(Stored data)
——
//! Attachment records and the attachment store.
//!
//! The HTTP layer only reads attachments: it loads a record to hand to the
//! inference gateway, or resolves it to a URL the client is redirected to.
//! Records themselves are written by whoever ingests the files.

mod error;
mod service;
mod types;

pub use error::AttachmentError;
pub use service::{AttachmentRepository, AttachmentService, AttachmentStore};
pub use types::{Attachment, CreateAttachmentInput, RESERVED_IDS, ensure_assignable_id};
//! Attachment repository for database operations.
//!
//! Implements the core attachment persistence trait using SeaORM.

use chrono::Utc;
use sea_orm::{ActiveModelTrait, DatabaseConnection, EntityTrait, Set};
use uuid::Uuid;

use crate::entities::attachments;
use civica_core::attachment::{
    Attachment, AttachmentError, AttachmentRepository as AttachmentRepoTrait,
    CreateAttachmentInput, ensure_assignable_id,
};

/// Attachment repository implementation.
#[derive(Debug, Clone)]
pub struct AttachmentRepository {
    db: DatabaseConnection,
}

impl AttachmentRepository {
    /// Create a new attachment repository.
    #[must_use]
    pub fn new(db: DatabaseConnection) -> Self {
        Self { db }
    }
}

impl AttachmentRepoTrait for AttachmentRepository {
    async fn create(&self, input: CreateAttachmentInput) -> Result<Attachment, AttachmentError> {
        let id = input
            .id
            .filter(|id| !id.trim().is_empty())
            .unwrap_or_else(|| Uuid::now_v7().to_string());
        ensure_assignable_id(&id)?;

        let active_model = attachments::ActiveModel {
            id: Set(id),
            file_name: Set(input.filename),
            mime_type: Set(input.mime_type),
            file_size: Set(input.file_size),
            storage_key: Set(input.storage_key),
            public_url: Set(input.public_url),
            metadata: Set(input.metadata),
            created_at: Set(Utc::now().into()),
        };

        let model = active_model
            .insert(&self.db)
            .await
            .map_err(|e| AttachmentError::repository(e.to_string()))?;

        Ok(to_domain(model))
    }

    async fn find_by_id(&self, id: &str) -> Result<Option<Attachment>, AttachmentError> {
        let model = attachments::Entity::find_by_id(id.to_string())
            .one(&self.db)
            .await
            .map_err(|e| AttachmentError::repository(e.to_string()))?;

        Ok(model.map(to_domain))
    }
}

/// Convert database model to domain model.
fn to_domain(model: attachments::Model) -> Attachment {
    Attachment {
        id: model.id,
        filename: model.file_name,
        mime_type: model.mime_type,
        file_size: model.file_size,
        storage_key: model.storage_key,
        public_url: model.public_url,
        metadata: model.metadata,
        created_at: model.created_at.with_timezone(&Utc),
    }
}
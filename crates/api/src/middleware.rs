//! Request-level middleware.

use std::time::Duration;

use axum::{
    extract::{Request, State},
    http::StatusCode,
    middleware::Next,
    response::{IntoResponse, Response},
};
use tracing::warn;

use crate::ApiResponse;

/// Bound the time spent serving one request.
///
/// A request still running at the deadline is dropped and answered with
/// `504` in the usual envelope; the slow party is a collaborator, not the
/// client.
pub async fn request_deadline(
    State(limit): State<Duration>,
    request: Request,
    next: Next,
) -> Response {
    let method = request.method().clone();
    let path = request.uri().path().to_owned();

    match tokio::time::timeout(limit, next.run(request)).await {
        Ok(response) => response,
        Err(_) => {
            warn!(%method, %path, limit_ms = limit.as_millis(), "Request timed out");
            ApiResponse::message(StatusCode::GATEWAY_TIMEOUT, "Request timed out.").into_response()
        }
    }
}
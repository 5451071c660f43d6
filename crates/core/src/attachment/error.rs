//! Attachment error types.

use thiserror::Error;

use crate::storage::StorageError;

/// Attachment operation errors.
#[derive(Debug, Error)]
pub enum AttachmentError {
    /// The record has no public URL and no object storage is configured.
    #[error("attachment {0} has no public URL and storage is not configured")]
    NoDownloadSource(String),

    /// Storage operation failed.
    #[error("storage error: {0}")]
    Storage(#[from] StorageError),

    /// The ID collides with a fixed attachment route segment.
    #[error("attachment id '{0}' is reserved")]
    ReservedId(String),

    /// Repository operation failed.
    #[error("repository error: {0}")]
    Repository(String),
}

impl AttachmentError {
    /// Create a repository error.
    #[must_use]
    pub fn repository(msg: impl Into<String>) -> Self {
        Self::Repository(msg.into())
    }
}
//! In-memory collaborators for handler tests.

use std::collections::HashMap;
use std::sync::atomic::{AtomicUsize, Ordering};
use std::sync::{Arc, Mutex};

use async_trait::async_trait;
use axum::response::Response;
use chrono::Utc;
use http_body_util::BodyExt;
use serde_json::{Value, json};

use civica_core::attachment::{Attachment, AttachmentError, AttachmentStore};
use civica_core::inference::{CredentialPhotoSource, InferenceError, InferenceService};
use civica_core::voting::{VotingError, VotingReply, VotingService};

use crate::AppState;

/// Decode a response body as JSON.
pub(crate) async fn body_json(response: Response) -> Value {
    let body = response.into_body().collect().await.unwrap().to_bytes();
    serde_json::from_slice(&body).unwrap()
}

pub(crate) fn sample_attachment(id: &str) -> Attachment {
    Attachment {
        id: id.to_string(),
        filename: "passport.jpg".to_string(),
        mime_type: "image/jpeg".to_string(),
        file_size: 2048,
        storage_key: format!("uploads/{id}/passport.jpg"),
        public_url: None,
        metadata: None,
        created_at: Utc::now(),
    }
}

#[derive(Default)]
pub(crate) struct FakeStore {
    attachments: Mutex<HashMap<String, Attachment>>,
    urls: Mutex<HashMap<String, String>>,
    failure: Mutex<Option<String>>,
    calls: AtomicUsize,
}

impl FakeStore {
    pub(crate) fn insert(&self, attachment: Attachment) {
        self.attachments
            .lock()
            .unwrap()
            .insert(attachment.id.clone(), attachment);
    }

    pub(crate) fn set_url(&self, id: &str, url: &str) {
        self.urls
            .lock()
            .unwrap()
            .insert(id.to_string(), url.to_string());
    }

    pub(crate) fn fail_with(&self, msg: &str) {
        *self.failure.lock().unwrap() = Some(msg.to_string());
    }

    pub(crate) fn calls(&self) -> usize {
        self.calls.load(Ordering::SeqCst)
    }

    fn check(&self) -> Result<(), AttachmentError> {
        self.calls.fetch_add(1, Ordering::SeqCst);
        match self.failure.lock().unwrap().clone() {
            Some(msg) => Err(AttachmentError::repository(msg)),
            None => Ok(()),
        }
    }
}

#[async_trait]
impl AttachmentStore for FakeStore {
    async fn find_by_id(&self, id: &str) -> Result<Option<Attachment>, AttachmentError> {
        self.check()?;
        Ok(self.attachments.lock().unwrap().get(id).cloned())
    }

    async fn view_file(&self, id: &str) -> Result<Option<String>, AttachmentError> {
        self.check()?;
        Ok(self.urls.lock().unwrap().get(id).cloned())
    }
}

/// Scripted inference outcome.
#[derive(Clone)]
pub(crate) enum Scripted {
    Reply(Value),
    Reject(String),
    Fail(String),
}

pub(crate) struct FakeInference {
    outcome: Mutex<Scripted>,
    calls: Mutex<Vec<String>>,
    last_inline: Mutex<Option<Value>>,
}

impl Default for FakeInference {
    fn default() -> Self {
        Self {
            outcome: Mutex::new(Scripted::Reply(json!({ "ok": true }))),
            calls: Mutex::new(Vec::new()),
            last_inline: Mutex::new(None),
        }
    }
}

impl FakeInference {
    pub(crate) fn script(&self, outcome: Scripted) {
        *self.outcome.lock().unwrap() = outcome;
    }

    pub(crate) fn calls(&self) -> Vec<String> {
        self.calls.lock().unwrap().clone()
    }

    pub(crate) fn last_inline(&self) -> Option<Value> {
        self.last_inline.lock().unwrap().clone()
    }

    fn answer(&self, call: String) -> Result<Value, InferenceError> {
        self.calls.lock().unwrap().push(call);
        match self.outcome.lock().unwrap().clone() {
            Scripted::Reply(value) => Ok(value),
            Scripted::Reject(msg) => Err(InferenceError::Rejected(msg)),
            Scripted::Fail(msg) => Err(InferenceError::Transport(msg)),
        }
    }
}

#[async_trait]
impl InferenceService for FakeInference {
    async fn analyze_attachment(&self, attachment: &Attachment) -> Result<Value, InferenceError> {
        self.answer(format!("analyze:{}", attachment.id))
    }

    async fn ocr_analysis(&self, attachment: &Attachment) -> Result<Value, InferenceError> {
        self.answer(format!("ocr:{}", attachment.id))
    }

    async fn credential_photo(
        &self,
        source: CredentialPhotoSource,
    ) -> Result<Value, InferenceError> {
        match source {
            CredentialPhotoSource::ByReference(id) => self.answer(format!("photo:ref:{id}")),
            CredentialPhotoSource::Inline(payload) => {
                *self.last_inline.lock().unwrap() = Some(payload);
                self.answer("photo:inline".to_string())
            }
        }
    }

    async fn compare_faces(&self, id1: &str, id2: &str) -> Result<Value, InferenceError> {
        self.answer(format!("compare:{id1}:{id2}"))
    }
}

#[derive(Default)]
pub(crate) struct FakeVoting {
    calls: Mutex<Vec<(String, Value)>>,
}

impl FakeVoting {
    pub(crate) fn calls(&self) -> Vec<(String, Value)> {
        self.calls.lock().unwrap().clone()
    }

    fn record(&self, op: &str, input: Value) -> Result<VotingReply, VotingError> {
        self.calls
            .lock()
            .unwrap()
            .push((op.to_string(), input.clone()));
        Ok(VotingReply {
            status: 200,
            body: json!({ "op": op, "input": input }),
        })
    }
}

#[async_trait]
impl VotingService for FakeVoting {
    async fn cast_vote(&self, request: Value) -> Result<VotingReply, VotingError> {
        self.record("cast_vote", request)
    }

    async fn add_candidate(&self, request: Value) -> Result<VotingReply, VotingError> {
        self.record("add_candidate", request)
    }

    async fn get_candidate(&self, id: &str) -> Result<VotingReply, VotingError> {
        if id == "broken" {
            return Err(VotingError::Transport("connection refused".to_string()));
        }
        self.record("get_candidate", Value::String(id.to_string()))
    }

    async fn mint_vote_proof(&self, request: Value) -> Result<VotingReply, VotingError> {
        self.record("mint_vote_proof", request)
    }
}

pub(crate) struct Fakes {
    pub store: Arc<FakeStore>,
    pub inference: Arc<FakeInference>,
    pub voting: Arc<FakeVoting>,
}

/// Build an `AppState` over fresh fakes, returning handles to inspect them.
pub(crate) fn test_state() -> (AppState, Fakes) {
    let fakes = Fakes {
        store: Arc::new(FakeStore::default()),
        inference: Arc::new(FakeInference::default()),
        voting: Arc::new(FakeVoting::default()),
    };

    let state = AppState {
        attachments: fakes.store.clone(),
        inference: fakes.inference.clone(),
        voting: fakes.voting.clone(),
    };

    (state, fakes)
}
——
ASSIGNMENT: Copy out every line from the records that has the word "insert".

SOLVED PROBLEM:
            .insert(&self.db)
    pub(crate) fn insert(&self, attachment: Attachment) {
            .insert(attachment.id.clone(), attachment);
            .insert(id.to_string(), url.to_string());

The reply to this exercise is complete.